Business

Expansion shows Yonge-Lawrence store more than a comic shop

Paradise Comics celebrates 25 years on the strip with increased floor space

ALEX MALAKHOV/STREETER
EXPANDING HORIZONS: Peter Dixon, left, and Kristina Teixeira have expanded Paradise Comics, a bookstore with comics.

Peter Dixon wants midtowners to know Paradise Comics is more of a bookstore with a comic book theme, rather than just a comic book store.

The Bedford Park hobby shop has expanded its original 600-square-foot shop (13-feet wide and 55-feet deep) to about 1,400 square feet.

What was the impetus to Hulk-smash the back wall and move the space further to the laneway?

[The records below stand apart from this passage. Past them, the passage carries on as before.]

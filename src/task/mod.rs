//! Quadrature tasks: point batches with their screened basis-function footprint.

use std::fmt;

use anyhow::{self, ensure, format_err};
use approx;
use itertools::Itertools;
use nalgebra::Point3;
use serde::{Deserialize, Serialize};

use crate::error::XcTaskError;
use crate::screening::{BoundingBox, ShellScreening};
use crate::submatrix::SubmatrixCut;

pub mod partition;


// ==================
// Struct definitions
// ==================

// ----------
// PointRange
// ----------

/// A half-open range of valid points in the partitioned point ordering.
#[derive(Clone, Copy, Debug, PartialEq, Eq, Serialize, Deserialize)]
pub struct PointRange {
    /// The position of the first point.
    pub offset: usize,

    /// The number of points.
    pub len: usize,
}

impl PointRange {
    /// One past the last position.
    pub fn end(&self) -> usize {
        self.offset + self.len
    }
}

// ----
// Task
// ----

/// A unit of grid work: a batch of quadrature points on one atom, padded to a multiple of the
/// padding factor, together with the shells significant for it and the submatrix cuts of those
/// shells.
#[derive(Clone, Debug, PartialEq, Serialize, Deserialize)]
pub struct Task {
    /// The index of the atom whose grid this batch comes from.
    pub parent: usize,

    /// The distance from the parent atom to its nearest neighbour.
    pub dist_nearest: f64,

    /// The valid points of this batch in the partitioned point ordering.
    pub range: PointRange,

    /// The padded number of points, a multiple of the padding factor.
    pub npts: usize,

    /// The quadrature points, including padding. Empty when stripped.
    pub points: Vec<Point3<f64>>,

    /// The raw quadrature weights, including zero padding weights. Empty when stripped.
    pub weights: Vec<f64>,

    /// The bounding box of the valid points.
    pub bbox: BoundingBox,

    /// The significant shells for this batch.
    pub screening: ShellScreening,

    /// The submatrix cuts of the significant shells.
    pub cuts: Vec<SubmatrixCut>,
}

impl Task {
    /// The number of significant basis functions.
    pub fn nbe(&self) -> usize {
        self.screening.nbe
    }

    /// The significant shells as strictly increasing global shell indices.
    pub fn shell_list(&self) -> &[usize] {
        &self.screening.shell_list
    }

    /// The number of valid (unpadded) points.
    pub fn n_valid(&self) -> usize {
        self.range.len
    }

    /// The number of padding points.
    pub fn n_padding(&self) -> usize {
        self.npts - self.range.len
    }

    /// The valid points. Empty when stripped.
    pub fn valid_points(&self) -> &[Point3<f64>] {
        &self.points[..self.range.len.min(self.points.len())]
    }

    /// The valid raw weights. Empty when stripped.
    pub fn valid_weights(&self) -> &[f64] {
        &self.weights[..self.range.len.min(self.weights.len())]
    }

    /// Checks if the points and weights of this task have been stripped.
    pub fn is_stripped(&self) -> bool {
        self.points.is_empty() && self.weights.is_empty()
    }

    /// Drops the points and weights of this task for compact persistence.
    pub fn strip_points(&mut self) -> &mut Self {
        self.points = vec![];
        self.weights = vec![];
        self
    }

    /// Returns a copy of this task without points and weights.
    pub fn stripped(&self) -> Self {
        let mut task = self.clone();
        task.strip_points();
        task
    }

    /// Verifies the padding invariants: `npts` and the point and weight counts are multiples of
    /// `pv`, and padding weights are zero.
    pub fn check_padding(&self, pv: usize) -> Result<(), XcTaskError> {
        if pv == 0 {
            return Err(XcTaskError::Configuration(
                "padding factor must be positive".to_string(),
            ));
        }
        let inconsistent = |reason: String| XcTaskError::ScreeningInconsistency {
            task: None,
            shell: None,
            reason,
        };
        if self.npts % pv != 0 || self.npts < self.range.len {
            return Err(inconsistent(format!(
                "npts = {} is not a padded count of {} valid points for pv = {pv}",
                self.npts, self.range.len
            )));
        }
        if !self.is_stripped() {
            if self.points.len() != self.npts || self.weights.len() != self.npts {
                return Err(inconsistent(format!(
                    "{} points and {} weights for npts = {}",
                    self.points.len(),
                    self.weights.len(),
                    self.npts
                )));
            }
            if self.weights[self.range.len..].iter().any(|w| *w != 0.0) {
                return Err(inconsistent("non-zero padding weight".to_string()));
            }
        }
        Ok(())
    }

    /// Compares this task against a reference task.
    ///
    /// The parent index, `npts`, shell list, `nbe` and cuts must be identical, and the
    /// nearest-neighbour distance equal within `thresh`. If the reference has been stripped, the
    /// point and weight counts of this task are checked against `npts`; otherwise points and
    /// weights are compared component-wise within `thresh`.
    pub fn matches_reference(&self, reference: &Task, thresh: f64) -> Result<(), anyhow::Error> {
        ensure!(
            self.parent == reference.parent,
            "Parent mismatch: {} vs. reference {}.",
            self.parent,
            reference.parent
        );
        ensure!(
            approx::relative_eq!(
                self.dist_nearest,
                reference.dist_nearest,
                epsilon = thresh,
                max_relative = thresh
            ),
            "Nearest-neighbour distance mismatch: {} vs. reference {}.",
            self.dist_nearest,
            reference.dist_nearest
        );
        ensure!(
            self.npts == reference.npts,
            "npts mismatch: {} vs. reference {}.",
            self.npts,
            reference.npts
        );
        ensure!(
            self.shell_list() == reference.shell_list(),
            "Shell list mismatch: [{}] vs. reference [{}].",
            self.shell_list().iter().join(", "),
            reference.shell_list().iter().join(", ")
        );
        ensure!(
            self.nbe() == reference.nbe(),
            "nbe mismatch: {} vs. reference {}.",
            self.nbe(),
            reference.nbe()
        );
        ensure!(
            self.cuts == reference.cuts,
            "Submatrix cut mismatch: [{}] vs. reference [{}].",
            self.cuts.iter().join(", "),
            reference.cuts.iter().join(", ")
        );
        if reference.is_stripped() {
            ensure!(
                self.points.len() == self.npts && self.weights.len() == self.npts,
                "{} points and {} weights for npts = {}.",
                self.points.len(),
                self.weights.len(),
                self.npts
            );
        } else {
            ensure!(
                self.points.len() == reference.points.len()
                    && self.weights.len() == reference.weights.len(),
                "Point or weight count mismatch with the reference."
            );
            let points_match = self
                .points
                .iter()
                .zip(reference.points.iter())
                .all(|(p, q)| approx::relative_eq!(p, q, epsilon = thresh, max_relative = thresh));
            ensure!(points_match, "Point coordinates mismatch with the reference.");
            let weights_match = self
                .weights
                .iter()
                .zip(reference.weights.iter())
                .all(|(w, v)| approx::relative_eq!(w, v, epsilon = thresh, max_relative = thresh));
            ensure!(weights_match, "Weight mismatch with the reference.");
        }
        Ok(())
    }
}

impl fmt::Display for Task {
    fn fmt(&self, f: &mut fmt::Formatter<'_>) -> fmt::Result {
        write!(
            f,
            "Task(parent = {}, points = [{}, {}) + {} padding, nbe = {}, ncut = {})",
            self.parent,
            self.range.offset,
            self.range.end(),
            self.n_padding(),
            self.nbe(),
            self.cuts.len()
        )
    }
}

// -------
// TaskSet
// -------

/// The complete outcome of partitioning a molecular grid.
#[derive(Clone, Debug, PartialEq, Serialize, Deserialize)]
pub struct TaskSet {
    /// The padding factor used.
    pub pv: usize,

    /// The tasks, in partition order.
    pub tasks: Vec<Task>,

    /// The point ranges of batches dropped because no shell was significant for them.
    pub pruned: Vec<PointRange>,

    /// For each position in the partitioned point ordering, the index of that point in the
    /// atom-major concatenation of the raw atomic grids.
    pub permutation: Vec<usize>,
}

impl TaskSet {
    /// The number of grid points covered by this task set.
    pub fn n_points(&self) -> usize {
        self.permutation.len()
    }

    /// The number of tasks.
    pub fn n_tasks(&self) -> usize {
        self.tasks.len()
    }

    /// The total padded point count across tasks.
    pub fn total_npts(&self) -> usize {
        self.tasks.iter().map(|task| task.npts).sum()
    }

    /// Verifies that the tasks and pruned batches cover every grid point exactly once: their
    /// point ranges tile `[0, n_points)` and the permutation is a bijection.
    pub fn validate_coverage(&self) -> Result<(), XcTaskError> {
        let ranges = self
            .tasks
            .iter()
            .map(|task| task.range)
            .chain(self.pruned.iter().copied())
            .sorted_by_key(|range| range.offset)
            .collect_vec();
        let mut next = 0;
        for range in ranges.iter() {
            if range.len == 0 {
                return Err(XcTaskError::BalanceInput(format!(
                    "empty point range at offset {}",
                    range.offset
                )));
            }
            if range.offset != next {
                return Err(XcTaskError::BalanceInput(format!(
                    "point range [{}, {}) does not follow position {next}",
                    range.offset,
                    range.end()
                )));
            }
            next = range.end();
        }
        if next != self.n_points() {
            return Err(XcTaskError::BalanceInput(format!(
                "tasks cover {next} points of a {}-point grid",
                self.n_points()
            )));
        }
        let mut seen = vec![false; self.n_points()];
        for &iorig in self.permutation.iter() {
            match seen.get_mut(iorig) {
                Some(flag) if !*flag => *flag = true,
                _ => {
                    return Err(XcTaskError::BalanceInput(format!(
                        "grid point {iorig} is missing or claimed twice"
                    )))
                }
            }
        }
        Ok(())
    }

    /// Verifies the padding invariants of every task.
    pub fn check_padding(&self) -> Result<(), XcTaskError> {
        self.tasks
            .iter()
            .enumerate()
            .try_for_each(|(itask, task)| {
                task.check_padding(self.pv)
                    .map_err(|err| err.with_task(itask))
            })
    }

    /// Returns the tasks at the given indices with points and weights stripped.
    pub fn stripped_tasks(&self, indices: &[usize]) -> Result<Vec<Task>, anyhow::Error> {
        indices
            .iter()
            .map(|&itask| {
                self.tasks
                    .get(itask)
                    .map(|task| task.stripped())
                    .ok_or_else(|| format_err!("Task index {itask} out of range."))
            })
            .collect()
    }
}

impl fmt::Display for TaskSet {
    fn fmt(&self, f: &mut fmt::Formatter<'_>) -> fmt::Result {
        let nbes = self.tasks.iter().map(|task| task.nbe()).collect_vec();
        writeln!(f, "Padding factor: {}", self.pv)?;
        writeln!(f, "Grid points: {}", self.n_points())?;
        writeln!(
            f,
            "Tasks: {} ({} padded points)",
            self.n_tasks(),
            self.total_npts()
        )?;
        writeln!(
            f,
            "Pruned batches: {} ({} points)",
            self.pruned.len(),
            self.pruned.iter().map(|range| range.len).sum::<usize>()
        )?;
        if let (Some(min), Some(max)) = (nbes.iter().min(), nbes.iter().max()) {
            writeln!(f, "nbe per task: {min} to {max}")?;
        }
        Ok(())
    }
}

“I have an addiction. I keep buying comic books and I have no more room,” Dixon said recently. “I had two storage lockers of books and whatever else. I have original art in the basement that wasn’t getting displayed.”

Ideally, he would have quadrupled his space, but that wasn’t possible, so he doubled the space to display a lot more.

The basement wasn’t all that large a space either. On top of that, he wanted to move out of the more traditional bin-diving formula and turn it into a bookstore.

“It looks a lot more professional,” Dixon said.

The running joke for the project was that it was planned for nine months, but took two years to complete. Now the cosmetic touch-ups, helmed by Dixon’s wife, Kristina Teixeira.

“Every week we’re doing something new. It’s still a working business and it’s still on the go,” Dixon said. “But getting the structure up and the interior up, was the biggest hurdle.”

They now have a faux brick wall in the front where all that original art can see the light of day. Along with the art, the store has grown to stock children’s books, as Dixon and Teixeira are the happy parents of a 21-month-old daughter, stuffies and superhero socks.

Those socks are apparently all the rage with non-traditional comic goers. The store has increased its sales 100 percent, and for a comic book fan who has seen the ebb and flow of popularity since 1994, it’s a relief.

“A lot of stores haven’t survived. I started in ’94 where a bunch of stores was going out of business. Things got good in the early 2000s, and then it slowed down.”

Next on the agenda will be a fundraiser to remember the lives of two close comic book mainstays, Darwin Cook and Brendan Yap, on Apr. 21, as well as a 25th-anniversary party slated for September.